Na bitte, das war‘s doch. Vor einiger Zeit fand ich in unserem Haushalt das ultimative Büchlein: „Spanisch in dreißig Tagen“. Klein, kompakt, gefällige, solide Ausstattung, leicht angegraut und vollgespickt mit den notwendigen Kommunikationsgrundregeln. Dachte ich. Didaktisch schlau war das Ding nach Tagen aufgeteilt, also frisch ans Werk und das schlechte Gewissen bekämpft, das mich heute noch überkommt, wenn ich irgendeine Antwort stammele oder verzweifelt den notwendigen Textbaustein suche. Aber irgendwie ist immer das gerade nicht gefragt, was ich am Tag vorher mühevoll auf meiner inneren, auch nicht mehr ganz frischen Festplatte gespeichert habe. Eine Weile hatte ich z. B. einen kompletten Monolog zum Thema „Kopfschmerzen“ parat, aber den konnte ich auch nicht beliebig oft anwenden, zumal, wenn mein Zustand dem überhaupt nicht gerecht wurde... und wer wollte das eigentlich wissen? Frust!

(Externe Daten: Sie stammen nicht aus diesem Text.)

//! Bounded worker pool for page extraction
//!
//! This module handles:
//! - Keeping at most `concurrency` extractions in flight
//! - Feeding URLs in discovery order
//! - Handing back results in completion order
//! - Turning a lost extraction task into a `Failed` record

use crate::crawler::MetadataExtractor;
use crate::record::{PageRecord, PageStatus};
use std::collections::VecDeque;
use std::future::Future;
use tokio::task::{AbortHandle, JoinSet};

/// A URL waiting for extraction
#[derive(Debug, Clone, PartialEq, Eq)]
pub struct QueuedUrl {
    /// 1-based position in discovery order
    pub index: usize,

    pub url: String,
}

/// A finished extraction
#[derive(Debug, Clone)]
pub struct CompletedPage {
    pub index: usize,
    pub record: PageRecord,
}

/// Aborts the wrapped task when dropped
struct AbortOnDrop(AbortHandle);

impl Drop for AbortOnDrop {
    fn drop(&mut self) {
        self.0.abort();
    }
}

/// Runs one extraction on its own task
///
/// A panicked or cancelled extraction still yields a record, with status
/// `Failed`. Dropping the returned future aborts the extraction.
async fn run_guarded<F>(queued: QueuedUrl, extraction: F) -> CompletedPage
where
    F: Future<Output = PageRecord> + Send + 'static,
{
    let worker = tokio::spawn(extraction);
    let _guard = AbortOnDrop(worker.abort_handle());

    let record = match worker.await {
        Ok(record) => record,
        Err(e) => {
            tracing::error!("Extraction task for {} was lost: {}", queued.url, e);
            PageRecord::without_content(queued.url.as_str(), PageStatus::Failed)
        }
    };

    CompletedPage {
        index: queued.index,
        record,
    }
}

/// Scheduler runs extractions with a fixed concurrency limit
///
/// URLs start in queue order; with a limit of 1 every page is fetched and
/// reported strictly in sequence.
pub struct Scheduler {
    extractor: MetadataExtractor,
    pending: VecDeque<QueuedUrl>,
    in_flight: JoinSet<CompletedPage>,
    concurrency: usize,
}

impl Scheduler {
    /// Creates a new scheduler
    ///
    /// # Arguments
    ///
    /// * `extractor` - Extractor shared by every worker
    /// * `queue` - URLs to process, in the order they should start
    /// * `concurrency` - Maximum extractions in flight (at least 1)
    pub fn new(extractor: MetadataExtractor, queue: Vec<QueuedUrl>, concurrency: usize) -> Self {
        Self {
            extractor,
            pending: queue.into(),
            in_flight: JoinSet::new(),
            concurrency: concurrency.max(1),
        }
    }

    /// Starts queued extractions until the concurrency limit is reached
    fn fill(&mut self) {
        while self.in_flight.len() < self.concurrency {
            let queued = match self.pending.pop_front() {
                Some(queued) => queued,
                None => break,
            };

            let extractor = self.extractor.clone();
            let url = queued.url.clone();
            self.in_flight
                .spawn(run_guarded(queued, async move { extractor.extract(&url).await }));
        }
    }

    /// Waits for the next extraction to finish
    ///
    /// Cancel safe: dropping the returned future loses no result.
    ///
    /// # Returns
    ///
    /// * `Some(CompletedPage)` - The next page to finish
    /// * `None` - Every queued URL has been processed
    pub async fn next_completed(&mut self) -> Option<CompletedPage> {
        self.fill();

        loop {
            match self.in_flight.join_next().await {
                Some(Ok(page)) => return Some(page),
                Some(Err(e)) => {
                    // Only reachable through abort()
                    tracing::debug!("Worker stopped: {}", e);
                }
                None => return None,
            }
        }
    }

    /// Drops every queued URL and aborts in-flight extractions
    pub fn abort(&mut self) {
        let dropped = self.pending.len();
        self.pending.clear();
        self.in_flight.abort_all();
        tracing::debug!(
            "Scheduler aborted: {} queued URLs dropped, {} in flight",
            dropped,
            self.in_flight.len()
        );
    }

    /// Number of URLs queued or in flight
    pub fn remaining(&self) -> usize {
        self.pending.len() + self.in_flight.len()
    }

    pub fn in_flight(&self) -> usize {
        self.in_flight.len()
    }
}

Nun, nach Beginn der Sprachlektüre blieben dann lauter Vokabeln haften, die so gut wie nie Anwendung fanden. »¿Es usted más grueso que el vecino?« (Sind Sie dicker als der Nachbar?). Mein Gott, wen sollte ich das fragen? In einer fortgeschrittenen Phase prägte sich zum Thema Namensgebung dann folgendes ein: »Una señora llamada Dolores Fuertes se casa con un señor Barriga y la recién casada tuvo que ser Dolores Fuertes de Barriga.« (Eine Dame namens Dolores Fuertes = starke Schmerzen – verheiratet sich mit einem Herrn Barriga = Bauch, und die Neuvermählte musste sich nennen Starke Bauchschmerzen). Ich bitte Sie. Wem sollte ich denn das erzählen? Das nährt doch alle Vorurteile über verrückte deutsche Frauen.

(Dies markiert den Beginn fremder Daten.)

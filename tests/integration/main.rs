//! Integration tests for seo-sieve
//!
//! These tests use wiremock to create mock HTTP servers and exercise
//! sitemap discovery, resolution, extraction and the full pipeline.

mod extractor_tests;
mod locator_tests;
mod resolver_tests;
mod support;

Also versuchte ich‘s mit dem Kapitel Landeskunde, das war doch sicher immer zu gebrauchen. »¿Qué es lo que más le gusta al español en Alemania?« (Was gefällt den Spaniern am meisten in Deutschland?). Das war doch endlich mal eine intelligente Frage. Aber die Antwort ernüchterte mich doch stark. Da stand: »Primero, la limpieza en todas partes, a pesar de las ruinas.« (Erstens die Reinlichkeit überall, trotz der Ruinen.) Wie bitte? Was? Welche Ruinen? Fassungslos schlug ich erst mal das Erscheinungsdatum meines Fundstückes nach: Ach so. 1955. Angeblich soll es eine Neuauflage geben, aber ich bin mir nicht mehr sicher, ob ich die will. Am besten, ich lausche weiter den Gesprächen der anderen am Tresen in irgendeiner Bar, auch wenn mich die Inhalte nun wirklich nichts angehen.
Aber so manche aufgeschnappte Phrase hat mir schon hier und da weitergeholfen, wie z. B. »,La vida es una pelicula«. (Das Leben ist ein Film). Das passt irgendwie meistens. Oder ich bestätige einfach inbrünstig, wenn mir jemand etwas erzählt, je nach Inhalt mit »Si, es la verdad« oder »No, yo tampoco.« Je nach Gesprächsverlauf. Kann allerdings auch schief gehen. Irgendjemand empfahl mir, die soap operas vormittags im spanischen Fernsehen anzugucken, aber ehrlich, das geht einfach nicht. Ich bin völlig verwirrt über den spanischen Humor. Und kurz bevor ich dann endgültig aufgegeben habe, bestellte ich tapfer die neueste Auflage von „Spanisch in dreißig Tagen“. Übrigens: Das Exemplar hat sich dann einer unserer Pflegehunde geschnappt. Den Rest können Sie sich denken.